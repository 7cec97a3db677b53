use serde::Serialize;
use sqlx::Executor;

use claimflow_core::domain::expense::{ExpenseId, ExpenseStatus};
use claimflow_core::domain::identity::{OrganizationId, UserId};
use claimflow_core::domain::rule::RuleId;

use crate::connection::DbPool;
use crate::repositories::{
    ApprovalRuleRepository, ExpenseRepository, IdentityRepository, RepositoryError,
    SqlApprovalRuleRepository, SqlExpenseRepository, SqlIdentityRepository,
};

pub const DEMO_ORGANIZATION_ID: &str = "org-demo";

const SEED_PROFILE_IDS: &[&str] = &[
    "u-demo-admin",
    "u-demo-mgr",
    "u-demo-fin-1",
    "u-demo-fin-2",
    "u-demo-cfo",
    "u-demo-emp-1",
    "u-demo-emp-2",
];

const SEED_RULE_IDS: &[&str] =
    &["rule-demo-small", "rule-demo-large", "rule-demo-board", "rule-demo-retired"];

const SEED_CLAIMS: &[SeedClaimContract] = &[
    SeedClaimContract {
        claim_id: "exp-demo-001",
        status: ExpenseStatus::Pending,
        ledger_len: 0,
        description: "Small claim behind the mandatory manager gate",
    },
    SeedClaimContract {
        claim_id: "exp-demo-002",
        status: ExpenseStatus::Pending,
        ledger_len: 0,
        description: "Large EUR claim routed through the finance chain",
    },
    SeedClaimContract {
        claim_id: "exp-demo-003",
        status: ExpenseStatus::Approved,
        ledger_len: 1,
        description: "Settled claim with one recorded approval",
    },
];

/// Demo organization with profiles, one rule of each kind and claims in
/// several states.
pub struct DemoSeedDataset;

impl DemoSeedDataset {
    pub const SQL: &str = include_str!("../../../config/fixtures/demo_seed.sql");

    /// Loads the dataset. Rows that already exist are left alone.
    pub async fn load(pool: &DbPool) -> Result<SeedResult, RepositoryError> {
        let mut tx = pool.begin().await?;
        tx.execute(sqlx::query(Self::SQL)).await?;
        tx.commit().await?;

        Ok(SeedResult {
            organization_id: DEMO_ORGANIZATION_ID,
            profiles: SEED_PROFILE_IDS.len(),
            rules: SEED_RULE_IDS.len(),
            claims: SEED_CLAIMS
                .iter()
                .map(|claim| ClaimSeedInfo {
                    claim_id: claim.claim_id,
                    description: claim.description,
                })
                .collect(),
        })
    }

    /// Reads every seeded record back through the repositories.
    pub async fn verify(pool: &DbPool) -> Result<VerificationResult, RepositoryError> {
        let identities = SqlIdentityRepository::new(pool.clone());
        let rules = SqlApprovalRuleRepository::new(pool.clone());
        let expenses = SqlExpenseRepository::new(pool.clone());
        let mut checks = Vec::new();

        for user_id in SEED_PROFILE_IDS {
            let found = identities.find_profile(&UserId((*user_id).to_string())).await?;
            checks.push((*user_id, found.is_some()));
        }

        for rule_id in SEED_RULE_IDS {
            let found = rules.find_by_id(&RuleId((*rule_id).to_string())).await?;
            checks.push((*rule_id, found.is_some()));
        }

        let active = rules.list(&OrganizationId(DEMO_ORGANIZATION_ID.to_string())).await?;
        checks.push((
            "rules-active-count",
            active.iter().filter(|rule| rule.is_active).count() == SEED_RULE_IDS.len() - 1,
        ));

        for contract in SEED_CLAIMS {
            let found = expenses.find_by_id(&ExpenseId(contract.claim_id.to_string())).await?;
            let matches = found.is_some_and(|claim| {
                claim.status == contract.status
                    && claim.approval_history.len() == contract.ledger_len
            });
            checks.push((contract.claim_id, matches));
        }

        let all_present = checks.iter().all(|(_, ok)| *ok);
        Ok(VerificationResult { all_present, checks })
    }

    pub async fn clean(pool: &DbPool) -> Result<(), RepositoryError> {
        let mut tx = pool.begin().await?;

        let quoted_claims =
            sql_array_from_ids(&SEED_CLAIMS.iter().map(|claim| claim.claim_id).collect::<Vec<_>>());
        let quoted_rules = sql_array_from_ids(SEED_RULE_IDS);
        let quoted_profiles = sql_array_from_ids(SEED_PROFILE_IDS);

        sqlx::query(&format!("DELETE FROM expense_approval_history WHERE expense_id IN {quoted_claims}"))
            .execute(&mut *tx)
            .await?;
        sqlx::query(&format!("DELETE FROM expense_claim WHERE id IN {quoted_claims}"))
            .execute(&mut *tx)
            .await?;
        sqlx::query(&format!("DELETE FROM approval_rule WHERE id IN {quoted_rules}"))
            .execute(&mut *tx)
            .await?;
        sqlx::query(&format!("DELETE FROM claimant_profile WHERE user_id IN {quoted_profiles}"))
            .execute(&mut *tx)
            .await?;

        tx.commit().await?;
        Ok(())
    }
}

#[derive(Debug, Clone, Copy)]
struct SeedClaimContract {
    claim_id: &'static str,
    status: ExpenseStatus,
    ledger_len: usize,
    description: &'static str,
}

fn sql_array_from_ids(ids: &[&str]) -> String {
    let quoted = ids.iter().map(|id| format!("'{id}'")).collect::<Vec<_>>().join(",");
    format!("({quoted})")
}

#[derive(Debug, Serialize)]
pub struct SeedResult {
    pub organization_id: &'static str,
    pub profiles: usize,
    pub rules: usize,
    pub claims: Vec<ClaimSeedInfo>,
}

#[derive(Debug, Serialize)]
pub struct ClaimSeedInfo {
    pub claim_id: &'static str,
    pub description: &'static str,
}

#[derive(Debug, Serialize)]
pub struct VerificationResult {
    pub all_present: bool,
    pub checks: Vec<(&'static str, bool)>,
}
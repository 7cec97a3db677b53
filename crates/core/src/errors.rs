use thiserror::Error;

use crate::approvals::DecisionError;
use crate::domain::expense::{ExpenseError, ExpenseStatus};
use crate::domain::rule::RuleValidationError;

#[derive(Clone, Debug, Error, PartialEq, Eq)]
pub enum DomainError {
    #[error("invalid expense transition from {} to {}", .from.as_str(), .to.as_str())]
    InvalidExpenseTransition { from: ExpenseStatus, to: ExpenseStatus },
    #[error(transparent)]
    RuleValidation(#[from] RuleValidationError),
    #[error(transparent)]
    Decision(#[from] DecisionError),
    #[error(transparent)]
    Expense(#[from] ExpenseError),
    #[error("domain invariant violation: {0}")]
    InvariantViolation(String),
}

#[derive(Clone, Debug, Error, PartialEq, Eq)]
pub enum ApplicationError {
    #[error(transparent)]
    Domain(#[from] DomainError),
    #[error("persistence failure: {0}")]
    Persistence(String),
    #[error("concurrent update conflict: {0}")]
    Conflict(String),
    #[error("not found: {0}")]
    NotFound(String),
    #[error("configuration failure: {0}")]
    Configuration(String),
}

impl From<DecisionError> for ApplicationError {
    fn from(value: DecisionError) -> Self {
        Self::Domain(DomainError::Decision(value))
    }
}

impl From<RuleValidationError> for ApplicationError {
    fn from(value: RuleValidationError) -> Self {
        Self::Domain(DomainError::RuleValidation(value))
    }
}

impl From<ExpenseError> for ApplicationError {
    fn from(value: ExpenseError) -> Self {
        Self::Domain(DomainError::Expense(value))
    }
}

#[derive(Clone, Debug, Error, PartialEq, Eq)]
pub enum InterfaceError {
    #[error("bad request: {message}")]
    BadRequest { message: String, correlation_id: String },
    #[error("forbidden: {message}")]
    Forbidden { message: String, correlation_id: String },
    #[error("conflict: {message}")]
    Conflict { message: String, correlation_id: String },
    #[error("not found: {message}")]
    NotFound { message: String, correlation_id: String },
    #[error("service unavailable: {message}")]
    ServiceUnavailable { message: String, correlation_id: String },
    #[error("internal error: {message}")]
    Internal { message: String, correlation_id: String },
}

impl InterfaceError {
    pub fn user_message(&self) -> &'static str {
        match self {
            Self::BadRequest { .. } => {
                "The request could not be processed. Check inputs and try again."
            }
            Self::Forbidden { .. } => "You are not allowed to act on this expense right now.",
            Self::Conflict { .. } => "The expense was already processed or changed meanwhile.",
            Self::NotFound { .. } => "The requested record does not exist.",
            Self::ServiceUnavailable { .. } => {
                "The service is temporarily unavailable. Please retry shortly."
            }
            Self::Internal { .. } => "An unexpected internal error occurred.",
        }
    }

    pub fn correlation_id(&self) -> &str {
        match self {
            Self::BadRequest { correlation_id, .. }
            | Self::Forbidden { correlation_id, .. }
            | Self::Conflict { correlation_id, .. }
            | Self::NotFound { correlation_id, .. }
            | Self::ServiceUnavailable { correlation_id, .. }
            | Self::Internal { correlation_id, .. } => correlation_id,
        }
    }

    /// Stable machine-readable code for CLI and API payloads.
    pub fn code(&self) -> &'static str {
        match self {
            Self::BadRequest { .. } => "bad_request",
            Self::Forbidden { .. } => "forbidden",
            Self::Conflict { .. } => "conflict",
            Self::NotFound { .. } => "not_found",
            Self::ServiceUnavailable { .. } => "service_unavailable",
            Self::Internal { .. } => "internal",
        }
    }
}

impl ApplicationError {
    pub fn into_interface(self, correlation_id: impl Into<String>) -> InterfaceError {
        let correlation_id = correlation_id.into();
        let mut mapped = InterfaceError::from(self);
        match &mut mapped {
            InterfaceError::BadRequest { correlation_id: id, .. }
            | InterfaceError::Forbidden { correlation_id: id, .. }
            | InterfaceError::Conflict { correlation_id: id, .. }
            | InterfaceError::NotFound { correlation_id: id, .. }
            | InterfaceError::ServiceUnavailable { correlation_id: id, .. }
            | InterfaceError::Internal { correlation_id: id, .. } => *id = correlation_id,
        }
        mapped
    }
}

impl From<ApplicationError> for InterfaceError {
    fn from(value: ApplicationError) -> Self {
        let unassigned = || "unassigned".to_owned();
        match value {
            ApplicationError::Domain(DomainError::Decision(
                error @ (DecisionError::AuthorizationDenied { .. }
                | DecisionError::ManagerApprovalRequired { .. }),
            )) => Self::Forbidden { message: error.to_string(), correlation_id: unassigned() },
            ApplicationError::Domain(DomainError::Decision(
                error @ (DecisionError::AlreadyProcessed { .. }
                | DecisionError::InvalidTransition { .. }),
            )) => Self::Conflict { message: error.to_string(), correlation_id: unassigned() },
            ApplicationError::Domain(error) => {
                Self::BadRequest { message: error.to_string(), correlation_id: unassigned() }
            }
            ApplicationError::Conflict(message) => {
                Self::Conflict { message, correlation_id: unassigned() }
            }
            ApplicationError::NotFound(message) => {
                Self::NotFound { message, correlation_id: unassigned() }
            }
            ApplicationError::Persistence(message) => {
                Self::ServiceUnavailable { message, correlation_id: unassigned() }
            }
            ApplicationError::Configuration(message) => {
                Self::Internal { message, correlation_id: unassigned() }
            }
        }
    }
}
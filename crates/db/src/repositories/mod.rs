use async_trait::async_trait;
use rust_decimal::Decimal;
use thiserror::Error;

use claimflow_core::domain::expense::{ExpenseClaim, ExpenseId};
use claimflow_core::domain::identity::{ClaimantProfile, OrganizationId, UserId};
use claimflow_core::domain::rule::{ApprovalRule, RuleId};

pub mod expense;
pub mod identity;
pub mod memory;
pub mod rule;

pub use expense::SqlExpenseRepository;
pub use identity::SqlIdentityRepository;
pub use memory::{
    InMemoryApprovalRuleRepository, InMemoryExpenseRepository, InMemoryIdentityRepository,
};
pub use rule::SqlApprovalRuleRepository;

#[derive(Debug, Error)]
pub enum RepositoryError {
    #[error("database error: {0}")]
    Database(#[from] sqlx::Error),
    #[error("decode error: {0}")]
    Decode(String),
    #[error("expense `{}` changed since version {expected_version}", .expense_id.0)]
    Conflict { expense_id: ExpenseId, expected_version: u32 },
}

#[async_trait]
pub trait ApprovalRuleRepository: Send + Sync {
    /// Active rules of the organization covering `converted_amount`, in
    /// creation order.
    async fn list_active(
        &self,
        organization_id: &OrganizationId,
        converted_amount: Decimal,
    ) -> Result<Vec<ApprovalRule>, RepositoryError>;

    async fn list(&self, organization_id: &OrganizationId)
        -> Result<Vec<ApprovalRule>, RepositoryError>;

    async fn find_by_id(&self, id: &RuleId) -> Result<Option<ApprovalRule>, RepositoryError>;

    /// Inserts or replaces a rule. Replacing keeps its position in creation order.
    async fn save(&self, rule: ApprovalRule) -> Result<(), RepositoryError>;

    async fn delete(&self, id: &RuleId) -> Result<bool, RepositoryError>;
}

#[async_trait]
pub trait IdentityRepository: Send + Sync {
    async fn find_profile(&self, user_id: &UserId)
        -> Result<Option<ClaimantProfile>, RepositoryError>;

    async fn save_profile(&self, profile: ClaimantProfile) -> Result<(), RepositoryError>;
}

#[async_trait]
pub trait ExpenseRepository: Send + Sync {
    async fn find_by_id(&self, id: &ExpenseId) -> Result<Option<ExpenseClaim>, RepositoryError>;

    async fn insert(&self, claim: ExpenseClaim) -> Result<(), RepositoryError>;

    /// Writes status, step and any ledger entries beyond those already stored,
    /// provided the stored version still equals `expected_version`. Returns the
    /// claim as stored, with its version bumped.
    async fn save_decision(
        &self,
        claim: ExpenseClaim,
        expected_version: u32,
    ) -> Result<ExpenseClaim, RepositoryError>;

    /// Replaces the editable fields of a claim that has no ledger entries yet.
    async fn save_revision(
        &self,
        claim: ExpenseClaim,
        expected_version: u32,
    ) -> Result<ExpenseClaim, RepositoryError>;

    async fn list_pending(
        &self,
        organization_id: &OrganizationId,
    ) -> Result<Vec<ExpenseClaim>, RepositoryError>;
}
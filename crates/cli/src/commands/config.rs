use std::env;
use std::fs;
use std::path::{Path, PathBuf};

use claimflow_core::config::{AppConfig, LoadOptions};
use serde::Serialize;
use toml::Value;

use crate::commands::CommandResult;

#[derive(Debug, Serialize)]
struct ConfigField {
    key: &'static str,
    value: String,
    source: String,
}

pub fn run() -> CommandResult {
    let config = match AppConfig::load(LoadOptions::default()) {
        Ok(config) => config,
        Err(error) => {
            return CommandResult::failure(
                "config",
                "config_validation",
                format!("config validation failed: {error}"),
                2,
            );
        }
    };

    let config_file_path = detect_config_path();
    let config_file_doc = load_config_file_doc(config_file_path.as_deref());

    let fields: Vec<ConfigField> = [
        ("database.url", redact_url(&config.database.url), &["CLAIMFLOW_DATABASE_URL"][..]),
        (
            "database.max_connections",
            config.database.max_connections.to_string(),
            &["CLAIMFLOW_DATABASE_MAX_CONNECTIONS"][..],
        ),
        (
            "database.timeout_secs",
            config.database.timeout_secs.to_string(),
            &["CLAIMFLOW_DATABASE_TIMEOUT_SECS"][..],
        ),
        (
            "approvals.decision_timeout_secs",
            config.approvals.decision_timeout_secs.to_string(),
            &["CLAIMFLOW_APPROVALS_DECISION_TIMEOUT_SECS"][..],
        ),
        (
            "approvals.max_conflict_retries",
            config.approvals.max_conflict_retries.to_string(),
            &["CLAIMFLOW_APPROVALS_MAX_CONFLICT_RETRIES"][..],
        ),
        (
            "approvals.default_base_currency",
            config.approvals.default_base_currency.clone(),
            &["CLAIMFLOW_APPROVALS_DEFAULT_BASE_CURRENCY"][..],
        ),
        (
            "logging.level",
            config.logging.level.clone(),
            &["CLAIMFLOW_LOGGING_LEVEL", "CLAIMFLOW_LOG_LEVEL"][..],
        ),
        (
            "logging.format",
            format!("{:?}", config.logging.format).to_ascii_lowercase(),
            &["CLAIMFLOW_LOGGING_FORMAT", "CLAIMFLOW_LOG_FORMAT"][..],
        ),
    ]
    .into_iter()
    .map(|(key, value, env_keys)| ConfigField {
        key,
        value,
        source: field_source(
            key,
            env_keys,
            config_file_doc.as_ref(),
            config_file_path.as_deref(),
        ),
    })
    .collect();

    let mut lines =
        vec!["effective config (source precedence: env > file > default):".to_string()];
    lines.extend(fields.iter().map(render_line));

    CommandResult::success_with("config", lines.join("\n"), &fields)
}

fn detect_config_path() -> Option<PathBuf> {
    let root = PathBuf::from("claimflow.toml");
    if root.exists() {
        return Some(root);
    }

    let nested = PathBuf::from("config/claimflow.toml");
    if nested.exists() {
        return Some(nested);
    }

    None
}

fn load_config_file_doc(path: Option<&Path>) -> Option<Value> {
    let path = path?;
    let raw = fs::read_to_string(path).ok()?;
    raw.parse::<Value>().ok()
}

fn field_source(
    key_path: &str,
    env_keys: &[&str],
    config_file_doc: Option<&Value>,
    config_file_path: Option<&Path>,
) -> String {
    if let Some(env_key) = env_keys.iter().find(|env_key| env::var_os(env_key).is_some()) {
        return format!("env ({env_key})");
    }

    if let Some(doc) = config_file_doc {
        if contains_path(doc, key_path) {
            let file_path = config_file_path
                .map(|path| path.display().to_string())
                .unwrap_or_else(|| "config file".to_string());
            return format!("file ({file_path})");
        }
    }

    "default".to_string()
}

fn contains_path(root: &Value, key_path: &str) -> bool {
    let mut current = root;
    for key in key_path.split('.') {
        let Some(next) = current.get(key) else {
            return false;
        };
        current = next;
    }
    true
}

fn render_line(field: &ConfigField) -> String {
    format!("- {} = {} (source: {})", field.key, field.value, field.source)
}

/// Hides credentials embedded in a database URL.
fn redact_url(url: &str) -> String {
    let Some((scheme, rest)) = url.split_once("://") else {
        return url.to_string();
    };
    match rest.split_once('@') {
        Some((_, host)) => format!("{scheme}://***@{host}"),
        None => url.to_string(),
    }
}
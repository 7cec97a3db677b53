pub mod commands;

use std::path::PathBuf;
use std::process::ExitCode;

use clap::{Parser, Subcommand};
use claimflow_core::config::{AppConfig, LoadOptions, LogFormat};
use rust_decimal::Decimal;
use tracing_subscriber::EnvFilter;

#[derive(Debug, Parser)]
#[command(
    name = "claimflow",
    about = "Claimflow expense approval CLI",
    long_about = "Apply migrations, inspect configuration, and evaluate or decide expense claims against approval rules.",
    after_help = "Examples:\n  claimflow migrate\n  claimflow evaluate --claim exp-demo-002\n  claimflow decide --claim exp-demo-002 --actor u-demo-fin-1 --action approve"
)]
pub struct Cli {
    #[command(subcommand)]
    command: Command,
}

#[derive(Debug, Subcommand)]
enum Command {
    #[command(about = "Apply pending database migrations and return structured status output")]
    Migrate,
    #[command(about = "Load the demo organization, rules and claims (idempotent)")]
    Seed,
    #[command(about = "Inspect effective configuration values with source attribution")]
    Config,
    #[command(about = "Evaluate a claim against its active rules without recording a decision")]
    Evaluate {
        #[arg(long = "claim", help = "Expense claim id")]
        claim_id: String,
        #[arg(long, help = "Correlation id to attach to logs (generated when omitted)")]
        correlation_id: Option<String>,
    },
    #[command(about = "Record an approve or reject decision on a claim")]
    Decide {
        #[arg(long = "claim", help = "Expense claim id")]
        claim_id: String,
        #[arg(long = "actor", help = "User recording the decision")]
        actor_id: String,
        #[arg(long, value_enum)]
        action: commands::decide::DecisionAction,
        #[arg(long)]
        comment: Option<String>,
        #[arg(long, help = "Correlation id to attach to logs and audit events")]
        correlation_id: Option<String>,
    },
    #[command(about = "Administer approval rules", subcommand)]
    Rules(RulesCommand),
}

#[derive(Debug, Subcommand)]
enum RulesCommand {
    #[command(about = "List every rule of an organization in evaluation order")]
    List {
        #[arg(long = "org")]
        organization_id: String,
        #[arg(long, help = "Only active rules whose threshold covers this base-currency amount")]
        amount: Option<Decimal>,
    },
    #[command(about = "Create a rule from a JSON draft file")]
    Create {
        #[arg(long = "org")]
        organization_id: String,
        #[arg(long = "actor")]
        actor_id: String,
        #[arg(long, help = "Path to the rule draft JSON")]
        draft: PathBuf,
    },
    #[command(about = "Delete a rule")]
    Delete {
        #[arg(long = "rule")]
        rule_id: String,
        #[arg(long = "actor")]
        actor_id: String,
    },
}

pub fn run() -> ExitCode {
    let cli = Cli::parse();
    init_logging();

    let result = match cli.command {
        Command::Migrate => commands::migrate::run(),
        Command::Seed => commands::seed::run(),
        Command::Config => commands::config::run(),
        Command::Evaluate { claim_id, correlation_id } => {
            commands::evaluate::run(&claim_id, correlation_id)
        }
        Command::Decide { claim_id, actor_id, action, comment, correlation_id } => {
            commands::decide::run(commands::decide::DecideArgs {
                claim_id,
                actor_id,
                action,
                comment,
                correlation_id,
            })
        }
        Command::Rules(RulesCommand::List { organization_id, amount }) => {
            commands::rules::list(&organization_id, amount)
        }
        Command::Rules(RulesCommand::Create { organization_id, actor_id, draft }) => {
            commands::rules::create(&organization_id, &actor_id, &draft)
        }
        Command::Rules(RulesCommand::Delete { rule_id, actor_id }) => {
            commands::rules::delete(&rule_id, &actor_id)
        }
    };

    println!("{}", result.output);
    ExitCode::from(result.exit_code)
}

/// Logs go to stderr so stdout stays a single JSON document. A config that
/// fails to load falls back to defaults here; the command itself reports it.
fn init_logging() {
    let config = AppConfig::load(LoadOptions::default()).unwrap_or_default();
    let filter = EnvFilter::try_from_default_env()
        .unwrap_or_else(|_| EnvFilter::new(config.logging.level.as_str()));
    let builder = tracing_subscriber::fmt()
        .with_target(false)
        .with_env_filter(filter)
        .with_writer(std::io::stderr);

    // A subscriber may already be installed when embedded; keep the existing one.
    let _ = match config.logging.format {
        LogFormat::Compact => builder.compact().try_init(),
        LogFormat::Pretty => builder.pretty().try_init(),
        LogFormat::Json => builder.json().try_init(),
    };
}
----
▶ [YOUR INSTRUCTIONS]: Write only the number of lines above that contain "commands".

▶ [RESULT OF THIS TASK]: 12